8.             Les dispositions légales fédérales et cantonales susmentionnées étant identiques, la jurisprudence citée ci-après, relative à l’IFD, vaut également pour l’ICC.

9.             En règle générale, le versement par l’employeur d’une indemnité suite à une rupture des relations contractuelles de travail est imposable au taux plein avec les autres revenus du contribuable, hormis la situation visée par les art. 24 let. c LIFD et 27 let. c LIPP, manifestement non réalisée dans le cas d’espèce et dont les recourants ne se prévalent d’ailleurs pas (ATF 145 II 2 consid. 4.1 ; arrêts du Tribunal fédéral 9C_237/2023 du 5 mars 2024 consid. 4.1 ; 2C_520/2019 du 1er octobre 2019 consid. 3.1).

10.         La législation prévoit toutefois deux exceptions à la règle de l’imposition au taux plein (ATF 145 II 2 consid. 4.1 ; arrêt du Tribunal fédéral 2C_538/2009 du 19 août 2010 consid. 3.3).

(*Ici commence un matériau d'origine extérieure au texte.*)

use assert_cmd::Command;

fn bookshelf() -> Command {
    let mut cmd = Command::cargo_bin("bookshelf-cli").unwrap();
    cmd.env("BOOKSHELF_CONFIG_DIR", env!("CARGO_MANIFEST_DIR"))
        .env("RUST_LOG", "error");
    cmd
}

#[test]
fn help_lists_subcommands() {
    let output = bookshelf().arg("--help").output().unwrap();
    assert!(output.status.success());
    let stdout = String::from_utf8(output.stdout).unwrap();
    for command in ["serve", "migrate", "check"] {
        assert!(stdout.contains(command), "missing {} in help", command);
    }
}

#[test]
fn check_succeeds_with_memory_backend() {
    let output = bookshelf()
        .args(["--backend", "memory", "check"])
        .output()
        .unwrap();
    assert!(output.status.success());
    assert!(String::from_utf8(output.stdout)
        .unwrap()
        .contains("database reachable"));
}

#[test]
fn migrate_is_a_no_op_in_memory() {
    let output = bookshelf()
        .args(["--backend", "memory", "migrate"])
        .output()
        .unwrap();
    assert!(output.status.success());
    assert!(String::from_utf8(output.stdout)
        .unwrap()
        .contains("applied 0 migration(s)"));
}

#[test]
fn unknown_environment_is_rejected() {
    bookshelf()
        .env("BOOKSHELF_ENV", "qa")
        .arg("check")
        .assert()
        .failure();
}
use mongodb::bson::oid::ObjectId;
use thiserror::Error;

/// Failures raised by the document store layer.
#[derive(Debug, Error)]
pub enum StoreError {
    /// The identifier is not a well-formed ObjectId.
    #[error("Cast to ObjectId failed for value \"{value}\"")]
    InvalidId { value: String },

    /// The document was rejected before being written.
    #[error("{0}")]
    Invalid(String),

    /// A save targeted a document that no longer exists.
    #[error("No document found for id \"{0}\"")]
    DocumentNotFound(String),

    #[error(transparent)]
    Driver(#[from] mongodb::error::Error),
}

impl StoreError {
    /// Stable error kind reported to API clients.
    pub fn name(&self) -> &'static str {
        match self {
            StoreError::InvalidId { .. } => "CastError",
            StoreError::Invalid(_) => "ValidationError",
            StoreError::DocumentNotFound(_) => "DocumentNotFoundError",
            StoreError::Driver(_) => "MongoError",
        }
    }
}

/// Parse a path identifier into an ObjectId.
pub fn parse_object_id(value: &str) -> Result<ObjectId, StoreError> {
    ObjectId::parse_str(value).map_err(|_| StoreError::InvalidId {
        value: value.to_string(),
    })
}

#[cfg(test)]
mod tests {
    use super::*;

    #[test]
    fn parses_hex_object_ids() {
        let id = ObjectId::new();
        assert_eq!(parse_object_id(&id.to_hex()).unwrap(), id);
    }

    #[test]
    fn malformed_ids_are_cast_errors() {
        let err = parse_object_id("not-an-id").unwrap_err();
        assert_eq!(err.name(), "CastError");
        assert_eq!(
            err.to_string(),
            "Cast to ObjectId failed for value \"not-an-id\""
        );
    }

    #[test]
    fn validation_errors_keep_their_message() {
        let err = StoreError::Invalid("title: Path `title` is required.".to_string());
        assert_eq!(err.name(), "ValidationError");
        assert_eq!(err.to_string(), "title: Path `title` is required.");
    }
}
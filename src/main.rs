use anyhow::Context;
use bookshelf_app::Application;
use bookshelf_kernel::settings::Settings;

#[tokio::main]
async fn main() -> anyhow::Result<()> {
    let settings = Settings::load().with_context(|| "failed to load bookshelf settings")?;
    bookshelf_telemetry::init(&settings.telemetry)?;

    tracing::info!(
        env = ?settings.environment,
        backend = ?settings.database.backend,
        "bookshelf-app bootstrap starting"
    );

    Application::build(settings)
        .await?
        .serve(bookshelf_http::shutdown_signal())
        .await
}
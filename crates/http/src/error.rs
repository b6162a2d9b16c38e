//! Error handling for the HTTP layer

use axum::{
    extract::rejection::{JsonRejection, QueryRejection},
    http::StatusCode,
    response::{IntoResponse, Response},
    Json,
};
use serde_json::json;
use thiserror::Error;
use uuid::Uuid;

/// Application error types that map to HTTP responses.
///
/// Validation and not-found errors render as `{"error": "<message>"}`.
/// Persistence errors render the underlying failure as
/// `{"name": "<kind>", "message": "<detail>"}`.
#[derive(Error, Debug)]
pub enum AppError {
    #[error("validation error: {0}")]
    Validation(String),

    #[error("not found: {0}")]
    NotFound(String),

    #[error("{name}: {message}")]
    Persistence {
        status: StatusCode,
        name: String,
        message: String,
    },
}

impl AppError {
    pub fn validation(message: impl Into<String>) -> Self {
        Self::Validation(message.into())
    }

    pub fn not_found(message: impl Into<String>) -> Self {
        Self::NotFound(message.into())
    }

    /// A store failure surfaced with the given status.
    pub fn persistence(
        status: StatusCode,
        name: impl Into<String>,
        message: impl Into<String>,
    ) -> Self {
        Self::Persistence {
            status,
            name: name.into(),
            message: message.into(),
        }
    }

    pub fn status(&self) -> StatusCode {
        match self {
            AppError::Validation(_) => StatusCode::BAD_REQUEST,
            AppError::NotFound(_) => StatusCode::NOT_FOUND,
            AppError::Persistence { status, .. } => *status,
        }
    }
}

impl From<JsonRejection> for AppError {
    fn from(rejection: JsonRejection) -> Self {
        Self::validation(rejection.body_text())
    }
}

impl From<QueryRejection> for AppError {
    fn from(rejection: QueryRejection) -> Self {
        Self::validation(rejection.body_text())
    }
}

impl IntoResponse for AppError {
    fn into_response(self) -> Response {
        let error_id = Uuid::new_v4();
        let status = self.status();

        if status.is_server_error() {
            tracing::error!(
                error_id = %error_id,
                status_code = %status.as_u16(),
                error = %self,
                "request failed"
            );
        } else {
            tracing::warn!(
                error_id = %error_id,
                status_code = %status.as_u16(),
                error = %self,
                "request rejected"
            );
        }

        let body = match self {
            AppError::Validation(message) | AppError::NotFound(message) => {
                json!({ "error": message })
            }
            AppError::Persistence { name, message, .. } => {
                json!({ "name": name, "message": message })
            }
        };

        (status, Json(body)).into_response()
    }
}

La première concerne le cas où l’indemnité est analogue à un versement de capitaux provenant d’une institution de prévoyance en relation avec une activité dépendante. Dans un tel cas, l’indemnité est imposée séparément des autres revenus, au cinquième des barèmes ordinaires inscrits aux art. 36 LIFD et 41 LIPP (art. 17 al. 2 et 38 al. 2 LIFD, et 18 al. 3 et 45 al. 2 LIPP ; arrêt du Tribunal fédéral 2C_538/2009 précité consid. 3.3.2).

La seconde exception intervient lorsque l’indemnité constitue un versement de capitaux remplaçant des prestations périodiques, au sens des art. 37 LIFD et 43 LIPP, qui ne revêtent pas un caractère prépondérant de prévoyance, tel que, par exemple, une indemnité versée à titre de rattrapage de salaire. Dans ce cas, l’indemnité est additionnée aux autres revenus et se voit appliquer le taux qui serait applicable si une prestation annuelle était servie en lieu et place de la prestation unique (taux de la rente ; arrêt du Tribunal fédéral 2C_538/2009 précité consid. 3.3.1).

C’est précisément cette conversion en prestations périodiques que l’AFC-GE a admise dans sa décision sur réclamation, en appliquant un taux d’imposition d’un sixième à cette indemnité de départ de CHF 300'188.-, soit un taux correspondant au montant de CHF 50'031.-.

Les recourants font cependant valoir que seul le montant de CHF 125'703.- réinvesti par la contribuable dans sa prévoyance était imposable au taux de la rente. Le solde de CHF 174'485.- aurait dû être traité comme une indemnité de départ ayant un caractère de prévoyance et imposé séparément des autres revenus, au cinquième des barèmes, conformément aux art. 17 al. 2 et 38 LIFD, et 18 al. 3 et 45 al. 2 LIPP.

11.         Selon les art. 17 al. 2 LIFD et 18 al. 3 LIPP, pour bénéficier de l’imposition privilégiée, les versements de capitaux alloués par l’employeur doivent être analogues aux versements de capitaux provenant d’une institution de prévoyance en relation avec une activité dépendante.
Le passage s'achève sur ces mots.